Problem requirements.
Which lines below contain "ServiceError"? Copy every one of them.

The data Start Marker

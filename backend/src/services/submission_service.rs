//! Abstract submission business logic.
//!
//! Raw markdown from authors goes through abstract validation and
//! `process_for_storage` before anything is written. Only the sanitized
//! markdown and the artifacts derived from it are persisted.

use crate::auth::models::AuthenticatedIdentity;
use crate::content::{
    AbstractValidationReport, DEFAULT_PREVIEW_LENGTH, generate_preview, process_for_storage,
    validate_abstract,
};
use crate::database::models::{
    CreateSubmission, CreateSubmissionRequest, Submission, SubmissionDetail, SubmissionStatus,
    SubmissionSummary,
};
use crate::errors::{ServiceError, ServiceResult};
use crate::repositories::submission_repository::SubmissionRepository;
use crate::repositories::user_repository::UserRepository;
use serde::Serialize;
use sqlx::SqlitePool;
use uuid::Uuid;
use validator::Validate;

/// Result of checking an abstract without submitting it.
#[derive(Debug, Clone, Serialize)]
pub struct AbstractCheck {
    pub report: AbstractValidationReport,
    pub preview: String,
    pub word_count: usize,
}

/// Validates `raw_markdown` and previews the sanitized text.
pub fn check_abstract(raw_markdown: &str) -> AbstractCheck {
    let report = validate_abstract(raw_markdown);
    let processed = process_for_storage(raw_markdown);

    AbstractCheck {
        report,
        preview: generate_preview(&processed.sanitized_markdown, DEFAULT_PREVIEW_LENGTH),
        word_count: processed.word_count,
    }
}

fn summarize(submission: Submission) -> SubmissionSummary {
    SubmissionSummary {
        preview: generate_preview(&submission.sanitized_markdown, DEFAULT_PREVIEW_LENGTH),
        id: submission.id,
        author_id: submission.author_id,
        title: submission.title,
        word_count: submission.word_count,
        status: submission.status,
        created_at: submission.created_at,
    }
}

pub struct SubmissionService<'a> {
    pool: &'a SqlitePool,
}

impl<'a> SubmissionService<'a> {
    pub fn new(pool: &'a SqlitePool) -> Self {
        Self { pool }
    }

    /// Validates, sanitizes and stores a new abstract for `author`.
    ///
    /// # Errors
    /// - `Validation` when the payload or the abstract itself fails validation
    /// - `NotFound` when the author's account no longer exists
    pub async fn create_submission(
        &self,
        author: &AuthenticatedIdentity,
        request: CreateSubmissionRequest,
    ) -> ServiceResult<Submission> {
        if let Err(validation_errors) = request.validate() {
            let error_messages: Vec<String> = validation_errors
                .field_errors()
                .into_iter()
                .flat_map(|(field, errors)| {
                    errors.iter().map(move |error| {
                        format!(
                            "{}: {}",
                            field,
                            error.message.as_ref().unwrap_or(&"Invalid value".into())
                        )
                    })
                })
                .collect();
            return Err(ServiceError::validation(error_messages.join(", ")));
        }

        let report = validate_abstract(&request.content);
        if !report.is_valid {
            return Err(ServiceError::validation(report.errors.join(" ")));
        }

        if UserRepository::new(self.pool)
            .get_user_by_id(&author.user_id)
            .await?
            .is_none()
        {
            return Err(ServiceError::not_found("User", &author.user_id));
        }

        let content = process_for_storage(&request.content);
        let submission = SubmissionRepository::new(self.pool)
            .create_submission(CreateSubmission {
                id: Uuid::now_v7().to_string(),
                author_id: author.user_id.clone(),
                title: request.title.trim().to_string(),
                content,
            })
            .await?;

        tracing::info!(
            submission_id = %submission.id,
            author_id = %submission.author_id,
            word_count = submission.word_count,
            warnings = report.warnings.len(),
            "Submission created"
        );
        Ok(submission)
    }

    pub async fn list_submissions(&self) -> ServiceResult<Vec<SubmissionSummary>> {
        let submissions = SubmissionRepository::new(self.pool).list_submissions().await?;
        Ok(submissions.into_iter().map(summarize).collect())
    }

    pub async fn list_submissions_by_author(
        &self,
        author_id: &str,
    ) -> ServiceResult<Vec<SubmissionSummary>> {
        let submissions = SubmissionRepository::new(self.pool)
            .list_submissions_by_author(author_id)
            .await?;
        Ok(submissions.into_iter().map(summarize).collect())
    }

    pub async fn get_submission_required(&self, id: &str) -> ServiceResult<Submission> {
        SubmissionRepository::new(self.pool)
            .get_submission_by_id(id)
            .await?
            .ok_or_else(|| ServiceError::not_found("Submission", id))
    }

    /// Public view of a submission. The stored markdown is only exposed to
    /// its author and to admins/organizers.
    pub async fn get_submission_detail(
        &self,
        id: &str,
        viewer: Option<&AuthenticatedIdentity>,
    ) -> ServiceResult<SubmissionDetail> {
        let submission = self.get_submission_required(id).await?;
        let can_edit = viewer.is_some_and(|viewer| {
            viewer.role.is_elevated() || viewer.user_id == submission.author_id
        });

        Ok(SubmissionDetail {
            sanitized_markdown: can_edit.then_some(submission.sanitized_markdown),
            id: submission.id,
            author_id: submission.author_id,
            title: submission.title,
            abstract_html: submission.abstract_html,
            plain_text: submission.plain_text,
            word_count: submission.word_count,
            status: submission.status,
            created_at: submission.created_at,
            updated_at: submission.updated_at,
        })
    }

    pub async fn update_status(
        &self,
        id: &str,
        status: SubmissionStatus,
    ) -> ServiceResult<Submission> {
        let submission = SubmissionRepository::new(self.pool)
            .update_status(id, status)
            .await?
            .ok_or_else(|| ServiceError::not_found("Submission", id))?;

        tracing::info!(submission_id = %id, status = %status, "Submission status updated");
        Ok(submission)
    }

    pub async fn delete_submission(&self, id: &str) -> ServiceResult<()> {
        if !SubmissionRepository::new(self.pool)
            .delete_submission(id)
            .await?
        {
            return Err(ServiceError::not_found("Submission", id));
        }

        tracing::info!(submission_id = %id, "Submission deleted");
        Ok(())
    }
}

The data End Marker

Exercise response.
use crate::errors::{ServiceError, ServiceResult};
            return Err(ServiceError::validation(error_messages.join(", ")));
            return Err(ServiceError::validation(report.errors.join(" ")));
            return Err(ServiceError::not_found("User", &author.user_id));
            .ok_or_else(|| ServiceError::not_found("Submission", id))
            .ok_or_else(|| ServiceError::not_found("Submission", id))?;
            return Err(ServiceError::not_found("Submission", id));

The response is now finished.